Im sorry for your loss :( I had a natural MMC on December 1st. 1st cycle was CRAZY, i used OPKS and HPTs all month, they were ALL positive until about CD 25, then I got AF CD33. Second cycle post MC, I ovulated CD16, which is perfect for me... but had spotting from CD8-14 (weird!). This cycle, Im CD16 and have been spotting since CD10. SO ANNOYING!! No positive OPK yet, which is concerning. I thought I was back to normal regarding ovulation day!


----------



## Watkinla

Left, it is possible you missed your surge testing only once a day. I have horrible luck with OPKs! Even bought a clear blue fertility monitor and even that doesn't always catch my surge. Although the month it finally did I got pregnant! Are you BDing every other day regardless? I read a post from a woman who swore she did not Ov after her d&c bc she never got a positive OPK and she ended up pregnant that moth. Maybe this will just be a long first cycle and you will O late. My fingers are crossed for you! It is so annoying that we knew our bodies so well before this procedure and now I have no idea what to expect. I thought fr sure I would ovulate before I would start af but here I am 28 days post d&c and never O'd. Keep me posted on your progress!


----------



## Timmie

I just had a d&c thurs feb 7th, day after my 12 week ultrasound showed that the baby hadn't progressed since my 8 week ultrasound and there was no heartbeat. I have no clue what to expect now. I had been on BC up til the end of Oct and did not get a real period before conceiving at the end of nov. My gp said it could take up to 2 months for me to get my first period. I am really hoping it doesn't take that long as I want to start TTC as soon as possible but without risking another miscarriage by trying too early. I am wondering if it makes a difference to wait 1 vs 2 cycles before TTC again.


----------



## WantaBelly

Hi Ladies. I go in for a D & C tomorrow at noon (US time). We are going to start trying right away. I am just curious what your Doctors have told you about when to try again?


----------



## Watkinla

Timmie,
Sorry for your loss! My af just returned 28 days post d&c and most people I've talked got theirs between 4-6 weeks. I have done a lot of research on when it is safe to conceive again. I've read multiple studies and spoken to a few different doctors and specialists. Most seem to agree that once you had one period, it is safe to try. I personally did not prevent after the doctor gave me the ok to have intercourse again but my body must not have been ready because I never ovulated!
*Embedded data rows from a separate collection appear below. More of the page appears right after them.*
//! Geometry port: live bounding regions of drop columns.

use crate::board::domain::{ContainerId, Rect};

/// Supplies column identifiers in presentation order and their current
/// bounding rectangles.
///
/// Bounds are queried on every hit test rather than cached, because columns
/// may reflow while a drag is in progress.
pub trait ContainerGeometry: Send + Sync {
    /// Returns drop columns in presentation order.
    fn containers(&self) -> Vec<ContainerId>;

    /// Returns the current bounds of a column, or `None` when it is not laid
    /// out.
    fn bounds(&self, container_id: &ContainerId) -> Option<Rect>;
}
Are you going to track ovulation? It took me 2.5 weeks to test negative again on a HPT. Keep me posted everyone! Nice to have someone to talk to who understands!


----------



## Watkinla

Baby dust, did you try last month? I am sure it takes a few months to really get things regulated. Are you taking your BBT too? O may just be a little delayed this month, I am sure it will come!


----------



## Timmie

We got pregnant so quickly last november that I didn't have to track anything. (His time around, maybe I should? Any suggestion as to where the best place to read up on it would be? Would I start tracking the first day that I stop bleeding from the d&c?


----------



## Watkinla

yes, once the bleeding stops you can start using ovulation predictors. Although i would first take a home pregnancy test, if you still have hcg in your system you will get a false positive. Once you have a negative pregnancy test, start using the OPKs and you coukld start taking your basal body temperature first thing every morning when you wake. I use a website to keep track of my temperatures and they will tell you when you ovulate!


----------



## Watkinla

the website is www.fertilityfriend.com they have tons of info on there. 
also peeonastick.com has info on ovulation predictors


----------



## Left wonderin

Watkinla said:


> Left, it is possible you missed your surge testing only once a day. I have horrible luck with OPKs! Even bought a clear blue fertility monitor and even that doesn't always catch my surge. Although the month it finally did I got pregnant! Are you BDing every other day regardless? I read a post from a woman who swore she did not Ov after her d&c bc she never got a positive OPK and she ended up pregnant that moth. Maybe this will just be a long first cycle and you will O late. My fingers are crossed for you! It is so annoying that we knew our bodies so well before this procedure and now I have no idea what to expect. I thought fr sure I would ovulate before I would start af but here I am 28 days post d&c and never O'd. Keep me posted on your progress!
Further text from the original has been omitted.